→ **WHAT YOU HAVE TO DO**
In the entries that follow, the first line to write out is the one containing "let addr: SocketAddr", and the last is the one containing "already in use". Reproduce that stretch exactly, with nothing before or after it.

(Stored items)

━━━━━━━━

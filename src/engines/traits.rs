// Copyright 2025 Kirky.X
//
// Licensed under the Apache License, Version 2.0 (the "License");
// you may not use this file except in compliance with the License.
// You may obtain a copy of the License at
//
//     http://www.apache.org/licenses/LICENSE-2.0
//
// Unless required by applicable law or agreed to in writing, software
// distributed under the License is distributed on an "AS IS" BASIS,
// WITHOUT WARRANTIES OR CONDITIONS OF ANY KIND, either express or implied.
// See the License for the specific language governing permissions and
// limitations under the License.

use async_trait::async_trait;
use thiserror::Error;

use crate::domain::models::fetch::FetchOutcome;
use crate::domain::models::proxy::ProbeOutcome;

/// 引擎错误类型
#[derive(Error, Debug)]
pub enum EngineError {
    /// 请求失败
    #[error("Request failed: {0}")]
    RequestFailed(#[from] reqwest::Error),
    /// 非成功状态码
    #[error("Unexpected status: {0}")]
    Status(u16),
    /// 其他错误
    #[error("Other error: {0}")]
    Other(String),
}

impl EngineError {
    /// 判断是否为超时
    pub fn is_timeout(&self) -> bool {
        match self {
            EngineError::RequestFailed(e) => e.is_timeout(),
            _ => false,
        }
    }
}

/// JSON请求特质
///
/// 每次调用发出一个GET请求，连接失败归一为状态码 0
#[async_trait]
pub trait JsonFetcher: Send + Sync {
    /// 请求并尝试解析JSON
    async fn fetch_json(&self, url: &str) -> FetchOutcome;
}

/// 代理来源特质
#[async_trait]
pub trait CandidateSource: Send + Sync {
    /// 获取候选代理列表（按来源顺序，不去重）
    async fn fetch_candidates(&self, url: &str) -> Result<Vec<String>, EngineError>;
}

/// 代理探测特质
#[async_trait]
pub trait ProxyProbe: Send + Sync {
    /// 通过候选代理发出一次探测请求
    ///
    /// 任何错误都折叠为 [`ProbeOutcome::Fault`]
    async fn probe(&self, candidate: &str) -> ProbeOutcome;
}
// Copyright (c) 2025 Kirky.X
//
// Licensed under the MIT License
// See LICENSE file in the project root for full license information.

use metrics::counter;
use std::sync::Arc;
use std::time::Duration;
use tracing::{error, info, warn};

use crate::domain::models::proxy::{ProbeOutcome, ProxyRunStatus};
use crate::domain::repositories::list_sink::{ListSink, SinkError};
use crate::engines::traits::{CandidateSource, ProxyProbe};
use crate::infrastructure::metrics::PROXY_PROBES_TOTAL;

/// 代理筛选配置
#[derive(Debug, Clone)]
pub struct ProxyFilterConfig {
    /// 最多探测的候选数
    pub limit: usize,
    /// 两次探测之间的间隔
    pub throttle: Duration,
    /// 可用代理列表名
    pub output_name: String,
}

impl Default for ProxyFilterConfig {
    fn default() -> Self {
        Self {
            limit: 50,
            throttle: Duration::from_millis(200),
            output_name: "working_proxies.txt".to_string(),
        }
    }
}

/// 代理筛选结果
#[derive(Debug, Clone, PartialEq, Eq)]
pub struct FilterReport {
    /// 候选总数
    pub candidates: usize,
    /// 实际探测数
    pub tested: usize,
    /// 可用代理，按来源顺序
    pub survivors: Vec<String>,
    /// 最终状态
    pub status: ProxyRunStatus,
}

impl FilterReport {
    fn aborted(status: ProxyRunStatus) -> Self {
        Self {
            candidates: 0,
            tested: 0,
            survivors: Vec::new(),
            status,
        }
    }
}

/// 代理筛选服务
///
/// 按来源顺序探测候选代理，探测数达到上限即停止（无论结果如何），
/// 每个候选只探测一次。
pub struct ProxyFilterService {
    probe: Arc<dyn ProxyProbe>,
    sink: Arc<dyn ListSink>,
    config: ProxyFilterConfig,
}

impl ProxyFilterService {
    pub fn new(probe: Arc<dyn ProxyProbe>, sink: Arc<dyn ListSink>, config: ProxyFilterConfig) -> Self {
        Self {
            probe,
            sink,
            config,
        }
    }

    /// 获取候选列表并筛选
    ///
    /// 来源无法获取或为空时在发出任何探测之前中止
    pub async fn run(
        &self,
        source: &dyn CandidateSource,
        source_url: &str,
    ) -> Result<FilterReport, SinkError> {
        let candidates = match source.fetch_candidates(source_url).await {
            Ok(candidates) => candidates,
            Err(e) => {
                error!("Failed to fetch proxy list from {}: {}", source_url, e);
                return Ok(FilterReport::aborted(ProxyRunStatus::SourceUnavailable));
            }
        };

        self.filter(&candidates).await
    }

    /// 筛选候选代理
    pub async fn filter(&self, candidates: &[String]) -> Result<FilterReport, SinkError> {
        if candidates.is_empty() {
            warn!("No proxies found.");
            return Ok(FilterReport::aborted(ProxyRunStatus::NoCandidates));
        }

        info!(
            "Testing up to {} of {} proxies",
            self.config.limit.min(candidates.len()),
            candidates.len()
        );

        let mut tested = 0;
        let mut survivors = Vec::new();

        for candidate in candidates {
            if tested >= self.config.limit {
                break;
            }
            tested += 1;

            let outcome = self.probe.probe(candidate).await;
            let verdict = if outcome.is_usable() { "OK" } else { "FAIL" };
            counter!(PROXY_PROBES_TOTAL, "verdict" => verdict).increment(1);

            match &outcome {
                ProbeOutcome::Usable => info!("{} -> OK", candidate),
                ProbeOutcome::Rejected(reason) => info!("{} -> FAIL ({})", candidate, reason),
                ProbeOutcome::Fault(reason) => info!("{} -> FAIL (error: {})", candidate, reason),
            }

            if outcome.is_usable() {
                survivors.push(candidate.clone());
            }

            tokio::time::sleep(self.config.throttle).await;
        }

        let status = if survivors.is_empty() {
            warn!("No working proxies found.");
            ProxyRunStatus::NoSurvivors
        } else {
            self.sink.persist(&self.config.output_name, &survivors).await?;
            info!(
                "Saved {} working proxies to {}",
                survivors.len(),
                self.config.output_name
            );
            info!("Use them like: -proxy \"{}\"", survivors.join(" "));
            ProxyRunStatus::Survivors(survivors.len())
        };

        Ok(FilterReport {
            candidates: candidates.len(),
            tested,
            survivors,
            status,
        })
    }
}
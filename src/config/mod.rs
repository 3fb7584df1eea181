// Copyright (c) 2025 Kirky.X
//
// Licensed under the MIT License
// See LICENSE file in the project root for full license information.

/// 配置模块
///
/// 处理应用程序的配置设置，包括缓存接口、预热和代理筛选等配置
pub mod settings;
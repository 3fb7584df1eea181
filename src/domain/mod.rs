// Copyright (c) 2025 Kirky.X
//
// Licensed under the MIT License
// See LICENSE file in the project root for full license information.

/// 领域层模块
///
/// 该模块包含系统的核心业务逻辑，包括：
/// - 领域模型（models）：核心数据结构
/// - 仓库接口（repositories）：持久化抽象接口
/// - 服务（services）：轮询、预热和代理筛选
pub mod models;
pub mod repositories;
pub mod services;
// Copyright (c) 2025 Kirky.X
//
// Licensed under the MIT License
// See LICENSE file in the project root for full license information.

/// 预热目标
#[derive(Debug, Clone, Copy, PartialEq, Eq)]
pub enum WarmTarget {
    /// 角色档案 `/v1/adventurer`
    Profiles,
    /// 家族名搜索 `/v1/adventurer/search`
    Searches,
}

impl WarmTarget {
    /// 接口路径
    pub fn path(&self) -> &'static str {
        match self {
            WarmTarget::Profiles => "/v1/adventurer",
            WarmTarget::Searches => "/v1/adventurer/search",
        }
    }

    /// 日志标签前缀
    pub fn label_prefix(&self) -> &'static str {
        match self {
            WarmTarget::Profiles => "adventurer",
            WarmTarget::Searches => "search",
        }
    }

    /// 指标标签
    pub fn as_str(&self) -> &'static str {
        match self {
            WarmTarget::Profiles => "profiles",
            WarmTarget::Searches => "searches",
        }
    }

    /// 发起请求前是否需要校验关键字
    pub fn requires_query_validation(&self) -> bool {
        matches!(self, WarmTarget::Searches)
    }

    /// 构造请求参数，顺序与接口文档一致
    pub fn query_params<'a>(&self, identifier: &'a str, region: &'a str) -> Vec<(&'static str, &'a str)> {
        match self {
            WarmTarget::Profiles => vec![("profileTarget", identifier), ("region", region)],
            WarmTarget::Searches => vec![
                ("query", identifier),
                ("searchType", "familyName"),
                ("region", region),
            ],
        }
    }
}

/// 从公会列表中收集到的标识（含重复）
#[derive(Debug, Clone, Default, PartialEq, Eq)]
pub struct RosterCollection {
    /// 成功获取的公会数
    pub guilds_fetched: usize,
    /// 获取失败的公会
    pub guilds_failed: Vec<String>,
    /// 档案标识
    pub profile_targets: Vec<String>,
    /// 家族名
    pub family_names: Vec<String>,
}

/// 单轮预热的统计
#[derive(Debug, Clone, PartialEq, Eq)]
pub struct WarmingReport {
    /// 预热目标
    pub target: WarmTarget,
    /// 去重后的标识数
    pub unique: usize,
    /// 实际发出请求的标识数
    pub attempted: usize,
    /// 校验未通过而跳过的标识数
    pub skipped: usize,
    /// 轮询失败的标识，按出现顺序
    pub failures: Vec<String>,
}

impl WarmingReport {
    pub fn new(target: WarmTarget, unique: usize) -> Self {
        Self {
            target,
            unique,
            attempted: 0,
            skipped: 0,
            failures: Vec::new(),
        }
    }

    pub fn succeeded(&self) -> usize {
        self.attempted - self.failures.len()
    }
}

/// 一次完整预热的汇总
#[derive(Debug, Clone, PartialEq, Eq)]
pub struct PrewarmSummary {
    pub roster: RosterCollection,
    pub profiles: WarmingReport,
    /// 未开启搜索预热时为None
    pub searches: Option<WarmingReport>,
}
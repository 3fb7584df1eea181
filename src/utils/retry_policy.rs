// Copyright (c) 2025 Kirky.X
//
// Licensed under the MIT License
// See LICENSE file in the project root for full license information.

use std::time::Duration;

/// 轮询状态分类
///
/// 根据缓存接口返回的状态码决定下一步动作
#[derive(Debug, Clone, Copy, PartialEq, Eq)]
pub enum StatusClass {
    /// 200，结果已就绪
    Ready,
    /// 202，上游仍在计算
    Computing,
    /// 429，被限流
    RateLimited,
    /// 500/503 或连接失败
    ServerFault,
    /// 其他状态码
    Unexpected,
}

impl StatusClass {
    /// 对状态码进行分类，0 表示连接失败
    pub fn from_status(status_code: u16) -> Self {
        match status_code {
            200 => StatusClass::Ready,
            202 => StatusClass::Computing,
            429 => StatusClass::RateLimited,
            0 | 500 | 503 => StatusClass::ServerFault,
            _ => StatusClass::Unexpected,
        }
    }

    /// 指标标签
    pub fn as_str(&self) -> &'static str {
        match self {
            StatusClass::Ready => "ready",
            StatusClass::Computing => "computing",
            StatusClass::RateLimited => "rate_limited",
            StatusClass::ServerFault => "server_fault",
            StatusClass::Unexpected => "unexpected",
        }
    }
}

/// 退避策略配置
///
/// 每种失败类型使用固定的倍数和下限，不做指数增长
#[derive(Debug, Clone)]
pub struct BackoffPolicy {
    /// 基础等待时间
    pub base_delay: Duration,
    /// 限流时的最短等待时间
    pub rate_limit_floor: Duration,
    /// 限流时的基础等待倍数
    pub rate_limit_multiplier: f64,
    /// 服务端故障时的最短等待时间
    pub server_fault_floor: Duration,
    /// 服务端故障时的基础等待倍数
    pub server_fault_multiplier: f64,
}

impl Default for BackoffPolicy {
    fn default() -> Self {
        Self::with_base_delay(Duration::from_secs(2))
    }
}

impl BackoffPolicy {
    /// 使用指定的基础等待时间创建策略
    pub fn with_base_delay(base_delay: Duration) -> Self {
        Self {
            base_delay,
            rate_limit_floor: Duration::from_secs(5),
            rate_limit_multiplier: 2.0,
            server_fault_floor: Duration::from_secs(10),
            server_fault_multiplier: 5.0,
        }
    }

    /// 计算某类状态之后的等待时间
    ///
    /// `Ready` 不需要等待，返回零
    pub fn delay_for(&self, class: StatusClass) -> Duration {
        match class {
            StatusClass::Ready => Duration::ZERO,
            StatusClass::Computing | StatusClass::Unexpected => self.base_delay,
            StatusClass::RateLimited => self
                .rate_limit_floor
                .max(self.base_delay.mul_f64(self.rate_limit_multiplier)),
            StatusClass::ServerFault => self
                .server_fault_floor
                .max(self.base_delay.mul_f64(self.server_fault_multiplier)),
        }
    }

    /// 单个地址最坏情况下的总等待时间
    ///
    /// 每次非200尝试之后都会等待，包括最后一次
    pub fn worst_case_wait(&self, max_attempts: u32) -> Duration {
        let longest = [
            StatusClass::Computing,
            StatusClass::RateLimited,
            StatusClass::ServerFault,
        ]
        .into_iter()
        .map(|class| self.delay_for(class))
        .max()
        .unwrap_or(self.base_delay);

        longest * max_attempts
    }
}
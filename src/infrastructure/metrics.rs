// Copyright (c) 2025 Kirky.X
//
// Licensed under the MIT License
// See LICENSE file in the project root for full license information.

use metrics_exporter_prometheus::PrometheusBuilder;
use std::net::SocketAddr;
use tracing::{info, warn};

/// 轮询次数，按状态分类
pub const POLL_ATTEMPTS_TOTAL: &str = "prewarm_poll_attempts_total";
/// 预热失败的标识数，按目标分类
pub const IDENTIFIERS_FAILED_TOTAL: &str = "prewarm_identifiers_failed_total";
/// 代理探测次数，按结论分类
pub const PROXY_PROBES_TOTAL: &str = "proxy_probes_total";

/// 启动 Prometheus 导出器
///
/// 未配置监听地址时不安装，指标调用退化为空操作
pub fn init_metrics(listen_addr: Option<&str>) {
    let Some(listen_addr) = listen_addr else {
        return;
    };

    let addr: SocketAddr = match listen_addr.parse() {
        Ok(addr) => addr,
        Err(e) => {
            warn!("Invalid metrics address {}: {}", listen_addr, e);
            return;
        }
    };

    // Ignore error if address is already in use
    if let Err(e) = PrometheusBuilder::new().with_http_listener(addr).install() {
        warn!("Failed to install Prometheus recorder: {}", e);
        return;
    }

    info!("Metrics exporter listening on {}", addr);
}
// Copyright 2025 Kirky.X
//
// Licensed under the Apache License, Version 2.0 (the "License");
// you may not use this file except in compliance with the License.
// You may obtain a copy of the License at
//
//     http://www.apache.org/licenses/LICENSE-2.0
//
// Unless required by applicable law or agreed to in writing, software
// distributed under the License is distributed on an "AS IS" BASIS,
// WITHOUT WARRANTIES OR CONDITIONS OF ANY KIND, either express or implied.
// See the License for the specific language governing permissions and
// limitations under the License.

use crate::domain::models::fetch::FetchOutcome;
use crate::engines::traits::{CandidateSource, EngineError, JsonFetcher};
use async_trait::async_trait;
use std::time::Duration;
use tracing::debug;

/// 默认User-Agent
pub const USER_AGENT: &str = concat!("bdo-prewarm/", env!("CARGO_PKG_VERSION"));

/// 请求引擎
///
/// 基于reqwest实现的JSON请求引擎，也用于下载代理列表
pub struct ReqwestFetcher {
    client: reqwest::Client,
}

impl ReqwestFetcher {
    /// 创建请求引擎
    ///
    /// # 参数
    ///
    /// * `timeout` - 单次请求的超时时间
    pub fn new(timeout: Duration) -> Result<Self, EngineError> {
        let client = reqwest::Client::builder()
            .user_agent(USER_AGENT)
            .timeout(timeout)
            .no_proxy()
            .build()?;

        Ok(Self { client })
    }

    /// 下载按行分隔的文本列表
    ///
    /// 无法解码的字节会被替换，每行去掉首尾空白，空行被丢弃，不做去重
    ///
    /// # 返回值
    ///
    /// * `Ok(Vec<String>)` - 列表内容
    /// * `Err(EngineError)` - 请求失败或状态码不是2xx
    pub async fn fetch_lines(&self, url: &str) -> Result<Vec<String>, EngineError> {
        let response = self.client.get(url).send().await?;

        let status = response.status();
        if !status.is_success() {
            return Err(EngineError::Status(status.as_u16()));
        }

        let bytes = response.bytes().await?;
        Ok(parse_lines(&String::from_utf8_lossy(&bytes)))
    }
}

/// 拆分文本列表
pub fn parse_lines(raw: &str) -> Vec<String> {
    raw.lines()
        .map(str::trim)
        .filter(|line| !line.is_empty())
        .map(str::to_string)
        .collect()
}

#[async_trait]
impl JsonFetcher for ReqwestFetcher {
    /// 执行GET请求
    ///
    /// 没有收到响应时返回状态码 0；收到任何响应（包括4xx/5xx）时
    /// 返回实际状态码和原始文本，并尝试解析JSON
    async fn fetch_json(&self, url: &str) -> FetchOutcome {
        let response = match self.client.get(url).send().await {
            Ok(response) => response,
            Err(e) => {
                debug!("Transport failure for {}: {}", url, e);
                return FetchOutcome::transport_failure();
            }
        };

        let status_code = response.status().as_u16();

        match response.text().await {
            Ok(raw_text) => FetchOutcome::from_payload(status_code, raw_text),
            Err(e) => {
                debug!("Failed to read body from {} ({}): {}", url, status_code, e);
                FetchOutcome::from_payload(status_code, String::new())
            }
        }
    }
}

#[async_trait]
impl CandidateSource for ReqwestFetcher {
    async fn fetch_candidates(&self, url: &str) -> Result<Vec<String>, EngineError> {
        self.fetch_lines(url).await
    }
}

#[cfg(test)]
#[path = "reqwest_engine_test.rs"]
mod tests;
// Copyright (c) 2025 Kirky.X
//
// Licensed under the MIT License
// See LICENSE file in the project root for full license information.

pub mod polling_test;
pub mod proxy_filter_test;
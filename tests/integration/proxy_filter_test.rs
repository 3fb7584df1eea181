// Copyright (c) 2025 Kirky.X
//
// Licensed under the MIT License
// See LICENSE file in the project root for full license information.

use std::sync::Arc;
use std::time::Duration;

use bdo_prewarm::domain::models::proxy::{ProbeOutcome, ProxyRunStatus, RejectReason};
use bdo_prewarm::domain::repositories::list_sink::ListSink;
use bdo_prewarm::domain::services::proxy_filter_service::{ProxyFilterConfig, ProxyFilterService};
use bdo_prewarm::infrastructure::storage::InMemoryStorage;
use tokio::time::Instant;

use super::helpers::{strings, CountingProbe, StaticSource};

const SOURCE_URL: &str = "http://lists.test/https.txt";
const OUTPUT: &str = "working_proxies.txt";

fn service(probe: &Arc<CountingProbe>, sink: &InMemoryStorage, limit: usize) -> ProxyFilterService {
    let config = ProxyFilterConfig {
        limit,
        throttle: Duration::from_millis(200),
        output_name: OUTPUT.to_string(),
    };
    ProxyFilterService::new(probe.clone(), Arc::new(sink.clone()), config)
}

#[tokio::test(start_paused = true)]
async fn test_limit_bounds_probes_regardless_of_verdicts() {
    let probe = Arc::new(CountingProbe::new(&[
        ("1.1.1.1:80", ProbeOutcome::Usable),
        ("2.2.2.2:80", ProbeOutcome::Rejected(RejectReason::Status(403))),
    ]));
    let sink = InMemoryStorage::new();
    let candidates = strings(&["1.1.1.1:80", "2.2.2.2:80", "3.3.3.3:80", "4.4.4.4:80", "5.5.5.5:80"]);

    let report = service(&probe, &sink, 3).filter(&candidates).await.unwrap();

    assert_eq!(probe.calls(), strings(&["1.1.1.1:80", "2.2.2.2:80", "3.3.3.3:80"]));
    assert_eq!(report.tested, 3);
    assert_eq!(report.candidates, 5);
    assert_eq!(report.survivors, strings(&["1.1.1.1:80"]));
    assert_eq!(report.status, ProxyRunStatus::Survivors(1));
    assert_eq!(report.status.exit_code(), 0);
    assert_eq!(sink.load(OUTPUT).await.unwrap(), Some(strings(&["1.1.1.1:80"])));
}

#[tokio::test(start_paused = true)]
async fn test_limit_reached_even_when_all_fail() {
    let probe = Arc::new(CountingProbe::new(&[]));
    let sink = InMemoryStorage::new();
    let candidates = strings(&["a:1", "b:2", "c:3", "d:4", "e:5"]);

    let report = service(&probe, &sink, 3).filter(&candidates).await.unwrap();

    assert_eq!(probe.calls().len(), 3);
    assert_eq!(report.status, ProxyRunStatus::NoSurvivors);
    assert_eq!(report.status.exit_code(), 2);
    assert!(sink.names().await.is_empty());
}

#[tokio::test(start_paused = true)]
async fn test_survivors_keep_source_order() {
    let probe = Arc::new(CountingProbe::new(&[
        ("c:3", ProbeOutcome::Usable),
        ("a:1", ProbeOutcome::Usable),
        ("b:2", ProbeOutcome::Rejected(RejectReason::BlockPage("<iframe"))),
    ]));
    let sink = InMemoryStorage::new();

    let report = service(&probe, &sink, 50)
        .filter(&strings(&["c:3", "b:2", "a:1"]))
        .await
        .unwrap();

    assert_eq!(report.survivors, strings(&["c:3", "a:1"]));
    assert_eq!(sink.load(OUTPUT).await.unwrap(), Some(strings(&["c:3", "a:1"])));
}

#[tokio::test(start_paused = true)]
async fn test_duplicate_candidates_are_probed_independently() {
    let probe = Arc::new(CountingProbe::new(&[("a:1", ProbeOutcome::Usable)]));
    let sink = InMemoryStorage::new();

    let report = service(&probe, &sink, 50)
        .filter(&strings(&["a:1", "a:1"]))
        .await
        .unwrap();

    assert_eq!(probe.calls().len(), 2);
    assert_eq!(report.survivors, strings(&["a:1", "a:1"]));
}

#[tokio::test(start_paused = true)]
async fn test_empty_source_aborts_before_probing() {
    let probe = Arc::new(CountingProbe::new(&[]));
    let sink = InMemoryStorage::new();

    let report = service(&probe, &sink, 3)
        .run(&StaticSource(Ok(Vec::new())), SOURCE_URL)
        .await
        .unwrap();

    assert_eq!(report.status, ProxyRunStatus::NoCandidates);
    assert_eq!(report.status.exit_code(), 1);
    assert!(probe.calls().is_empty());
}

#[tokio::test(start_paused = true)]
async fn test_unavailable_source_aborts_before_probing() {
    let probe = Arc::new(CountingProbe::new(&[]));
    let sink = InMemoryStorage::new();

    let report = service(&probe, &sink, 3)
        .run(&StaticSource(Err(404)), SOURCE_URL)
        .await
        .unwrap();

    assert_eq!(report.status, ProxyRunStatus::SourceUnavailable);
    assert_eq!(report.status.exit_code(), 3);
    assert!(probe.calls().is_empty());
}

#[tokio::test(start_paused = true)]
async fn test_run_fetches_then_filters() {
    let probe = Arc::new(CountingProbe::new(&[("b:2", ProbeOutcome::Usable)]));
    let sink = InMemoryStorage::new();

    let report = service(&probe, &sink, 2)
        .run(&StaticSource(Ok(strings(&["a:1", "b:2", "c:3"]))), SOURCE_URL)
        .await
        .unwrap();

    assert_eq!(probe.calls(), strings(&["a:1", "b:2"]));
    assert_eq!(report.status, ProxyRunStatus::Survivors(1));
}

#[tokio::test(start_paused = true)]
async fn test_throttle_between_probes() {
    let probe = Arc::new(CountingProbe::new(&[]));
    let sink = InMemoryStorage::new();

    let start = Instant::now();
    service(&probe, &sink, 3)
        .filter(&strings(&["a:1", "b:2", "c:3"]))
        .await
        .unwrap();
    let elapsed = start.elapsed();

    assert!(elapsed >= Duration::from_millis(600), "elapsed {:?}", elapsed);
    assert!(elapsed < Duration::from_millis(700), "elapsed {:?}", elapsed);
}
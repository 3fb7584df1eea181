// Copyright (c) 2025 Kirky.X
//
// Licensed under the MIT License
// See LICENSE file in the project root for full license information.

/// 基础设施层模块
///
/// 提供列表持久化和指标导出
pub mod metrics;
pub mod storage;
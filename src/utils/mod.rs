// Copyright (c) 2025 Kirky.X
//
// Licensed under the MIT License
// See LICENSE file in the project root for full license information.

/// 工具模块
///
/// 提供通用的工具函数和辅助功能
/// 包括退避策略、关键字校验、去重、遥测等功能
pub mod dedup;
pub mod retry_policy;
pub mod telemetry;
pub mod url_utils;
pub mod validators;
// Copyright (c) 2025 Kirky.X
//
// Licensed under the MIT License
// See LICENSE file in the project root for full license information.

/// 配置模块
///
/// 分层加载默认值、配置文件和 `BDO_PREWARM__` 环境变量
pub mod config;

/// 领域模块
///
/// 包含核心数据结构、服务和仓库接口
pub mod domain;

/// 引擎模块
///
/// 实现JSON请求、代理列表下载和代理探测
pub mod engines;

/// 基础设施模块
///
/// 提供列表持久化和指标导出
pub mod infrastructure;

/// 工具模块
///
/// 退避策略、关键字校验、去重和日志初始化
pub mod utils;
// Copyright (c) 2025 Kirky.X
//
// Licensed under the MIT License
// See LICENSE file in the project root for full license information.

use std::collections::HashSet;

/// 保序去重
///
/// 保留每个元素第一次出现的位置，丢弃后续重复项
pub fn unique_in_order<I, S>(items: I) -> Vec<String>
where
    I: IntoIterator<Item = S>,
    S: Into<String>,
{
    let mut seen = HashSet::new();
    let mut unique = Vec::new();

    for item in items {
        let item = item.into();
        if seen.insert(item.clone()) {
            unique.push(item);
        }
    }

    unique
}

━━━━━━━━

→ **YOUR RESPONSE**
    let addr: SocketAddr = match listen_addr.parse() {
        Ok(addr) => addr,
        Err(e) => {
            warn!("Invalid metrics address {}: {}", listen_addr, e);
            return;
        }
    };

    // Ignore error if address is already in use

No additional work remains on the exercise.